YOUR GOAL -
Retype, without any change, the first line of the records and every line after it through the one containing "Only once the".

DATASET -
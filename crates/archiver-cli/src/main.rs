//! Binary entrypoint: loads configuration, wires the component graph
//! (§3), and serves the HTTP surface (§6) until a shutdown signal arrives.
//!
//! Startup order matters: configuration first (fail fast on an invalid
//! snapshot before anything else touches the network or disk), then
//! signing material (fail fast per §4.10 rather than at the first signing
//! job), then the component graph, then the listener. Only once the
//! listener is bound do we start accepting webhook traffic.

use std::net::SocketAddr;
use std::sync::Arc;
use std::time::Duration;

use anyhow::{Context, Result};
use clap::{Parser, Subcommand};

use archiver_core::config::{self, Config};
use archiver_core::dispatcher::InProcessDispatcher;
use archiver_core::http::{build_router, AppState};
use archiver_core::idempotency::{InFlightSet, InMemoryDeliveryRegistry};
use archiver_core::jobs::JobTable;
use archiver_core::logging;
use archiver_core::metrics::Metrics;
use archiver_core::middleware::{IngressState, RateLimiterState};
use archiver_core::orchestrator::OrchestratorContext;
use archiver_core::renderer::PlainTextRenderer;
use archiver_core::snapshot::TagStrippingSanitizer;
use archiver_core::tms::HttpTmsClient;
use archiver_signing::{Signer, SigningConfig, TsaBasicAuth, TsaConfig};
use archiver_types::ServiceInfo;

const JOB_TABLE_CAPACITY: usize = 10_000;
const DELIVERY_REGISTRY_CAPACITY: usize = 100_000;

/// The ticket-archival ingress and processing service.
///
/// Configuration is read from the environment and an optional YAML file
/// (see `archiver_core::config`). `serve` is the default when no
/// subcommand is given, matching a long-running service's expected
/// invocation with no arguments.
#[derive(Parser, Debug)]
#[command(name = "archiver", version = env!("CARGO_PKG_VERSION"))]
struct Cli {
    #[command(subcommand)]
    command: Option<Commands>,
}

#[derive(Subcommand, Debug)]
enum Commands {
    /// Run the ingress and processing service (default).
    Serve,
    /// Load and validate configuration (and signing material, if
    /// enabled), print the redacted snapshot, and exit without binding
    /// a socket.
    Config {
        #[command(subcommand)]
        action: ConfigAction,
    },
    /// Call `POST /retry/{ticket_id}` against a running instance.
    Retry {
        ticket_id: i64,
        /// Base URL of the running instance.
        #[arg(long, default_value = "http://127.0.0.1:8080")]
        base_url: String,
    },
}

#[derive(Subcommand, Debug)]
enum ConfigAction {
    /// Validate the configuration snapshot.
    Check,
}

fn main() -> Result<()> {
    let cli = Cli::parse();
    logging::init();

    match cli.command.unwrap_or(Commands::Serve) {
        Commands::Config {
            action: ConfigAction::Check,
        } => config_check(),
        Commands::Retry { ticket_id, base_url } => {
            let runtime = tokio::runtime::Builder::new_current_thread()
                .enable_all()
                .build()
                .context("failed to start the async runtime")?;
            runtime.block_on(retry(ticket_id, &base_url))
        }
        Commands::Serve => {
            let config = config::load().context("failed to load configuration")?;
            let runtime = tokio::runtime::Builder::new_multi_thread()
                .enable_all()
                .build()
                .context("failed to start the async runtime")?;
            runtime.block_on(run(config))
        }
    }
}

fn config_check() -> Result<()> {
    let config = config::load().context("failed to load configuration")?;
    let redacted = config::redacted_json(&config);
    println!("{}", serde_json::to_string_pretty(&redacted)?);
    if config.signing.enabled {
        build_signer(&config)?;
    }
    println!("configuration is valid");
    Ok(())
}

/// Thin client for the `retry` subcommand: a single `POST` against a
/// running instance's admin surface, with no configuration loading of
/// its own beyond the target base URL.
async fn retry(ticket_id: i64, base_url: &str) -> Result<()> {
    let client = reqwest::Client::builder()
        .timeout(Duration::from_secs(10))
        .build()
        .context("failed to build HTTP client")?;
    let url = format!("{}/retry/{}", base_url.trim_end_matches('/'), ticket_id);
    let response = client
        .post(&url)
        .send()
        .await
        .with_context(|| format!("request to {url} failed"))?;
    let status = response.status();
    let body = response.text().await.unwrap_or_default();
    if !status.is_success() {
        anyhow::bail!("retry request failed: {status} {body}");
    }
    println!("{body}");
    Ok(())
}

async fn run(config: Config) -> Result<()> {
    let service = ServiceInfo {
        name: config.service.name.clone(),
        version: env!("CARGO_PKG_VERSION").to_string(),
        runtime_version: env!("ARCHIVER_RUSTC_VERSION").to_string(),
    };

    let signer = if config.signing.enabled {
        Some(Arc::new(build_signer(&config)?))
    } else {
        None
    };
    let tsa_http_client = if config.signing.tsa.is_some() {
        Some(
            reqwest::Client::builder()
                .no_proxy()
                .build()
                .context("failed to build TSA HTTP client")?,
        )
    } else {
        None
    };

    let tms = Arc::new(HttpTmsClient::new(&config.tms).context("failed to construct TMS client")?);

    let dispatcher = Arc::new(InProcessDispatcher::new(config.dispatch.max_concurrency));
    let shutdown_signal = dispatcher.shutdown_signal();

    let ctx = OrchestratorContext {
        tms,
        renderer: Arc::new(PlainTextRenderer),
        sanitizer: Arc::new(TagStrippingSanitizer::new()),
        signer,
        tsa_http_client,
        in_flight: Arc::new(InFlightSet::new()),
        delivery_registry: Arc::new(InMemoryDeliveryRegistry::new(DELIVERY_REGISTRY_CAPACITY)),
        jobs: Arc::new(JobTable::new(JOB_TABLE_CAPACITY)),
        metrics: Arc::new(Metrics::new()),
        storage_root: config.archive.storage_root.clone(),
        archive: config.archive.clone(),
        tms_field_names: config.tms.field_names.clone(),
        tags: config.tags.clone(),
        require_trigger_tag: config.require_trigger_tag,
        delivery_ttl: config.webhook.delivery_ttl(),
        service,
    };

    let ingress = IngressState {
        webhook: Arc::new(config.webhook.clone()),
        rate_limiter: Arc::new(RateLimiterState::new(
            config.webhook.rate_limit_per_sec,
            config.webhook.rate_limit_burst,
            config.webhook.rate_limit_key_header.clone(),
        )),
    };

    let state = AppState {
        ctx,
        dispatcher: dispatcher.clone(),
        shutdown_signal,
        ingress,
        admin: config.admin.clone(),
    };

    let app = build_router(state);
    let addr: SocketAddr = config
        .bind_addr
        .parse()
        .with_context(|| format!("invalid bind_addr: {}", config.bind_addr))?;
    let listener = tokio::net::TcpListener::bind(addr)
        .await
        .with_context(|| format!("failed to bind {addr}"))?;
    tracing::info!(%addr, service = %config.service.name, "listening");

    let serve = axum::serve(listener, app.into_make_service_with_connect_info::<SocketAddr>());
    tokio::select! {
        result = serve => {
            result.context("HTTP server exited unexpectedly")?;
        }
        _ = shutdown_signal_future() => {
            tracing::info!("shutdown signal received; draining in-flight jobs");
            let drained = dispatcher.shutdown(config.dispatch.shutdown_grace()).await;
            if !drained {
                tracing::warn!("shutdown grace period elapsed before all jobs drained");
            }
        }
    }

    Ok(())
}

fn build_signer(config: &Config) -> Result<Signer> {
    let signing = &config.signing;
    let pkcs12_path = signing
        .pkcs12_path
        .clone()
        .context("signing.enabled is true but signing.pkcs12_path is not set")?;
    let pkcs12_password = signing
        .pkcs12_password
        .clone()
        .context("signing.enabled is true but signing.pkcs12_password is not set")?;

    let tsa = match &signing.tsa {
        Some(tsa) => Some(TsaConfig {
            url: tsa.url.clone(),
            timeout: std::time::Duration::from_secs(tsa.timeout_secs),
            basic_auth: match (&tsa.basic_auth_username, &tsa.basic_auth_password) {
                (Some(username), Some(password)) => Some(TsaBasicAuth {
                    username: username.clone(),
                    password: password.clone(),
                }),
                (None, None) => None,
                _ => anyhow::bail!("signing.tsa basic auth must set both username and password, or neither"),
            },
        }),
        None => None,
    };

    let signer = Signer::load(&SigningConfig {
        pkcs12_path,
        pkcs12_password,
        tsa,
    })
    .context("failed to load signing material")?;
    signer
        .check_validity_window()
        .context("signing certificate is not currently valid")?;
    Ok(signer)
}

/// Resolves once the process receives SIGINT (or, on Unix, SIGTERM) —
/// the cooperative trigger for the orchestrator's drain-then-exit path
/// (§4.13, §5).
async fn shutdown_signal_future() {
    let ctrl_c = async {
        let _ = tokio::signal::ctrl_c().await;
    };

    #[cfg(unix)]
    let terminate = async {
        if let Ok(mut sig) = tokio::signal::unix::signal(tokio::signal::unix::SignalKind::terminate()) {
            sig.recv().await;
        }
    };
    #[cfg(not(unix))]
    let terminate = std::future::pending::<()>();

    tokio::select! {
        _ = ctrl_c => {}
        _ = terminate => {}
    }
}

RESULT OF THIS TASK -
filename crates/archiver-cli/src/main.rs
//! Binary entrypoint: loads configuration, wires the component graph
//! (§3), and serves the HTTP surface (§6) until a shutdown signal arrives.
//!
//! Startup order matters: configuration first (fail fast on an invalid
//! snapshot before anything else touches the network or disk), then
//! signing material (fail fast per §4.10 rather than at the first signing
//! job), then the component graph, then the listener. Only once the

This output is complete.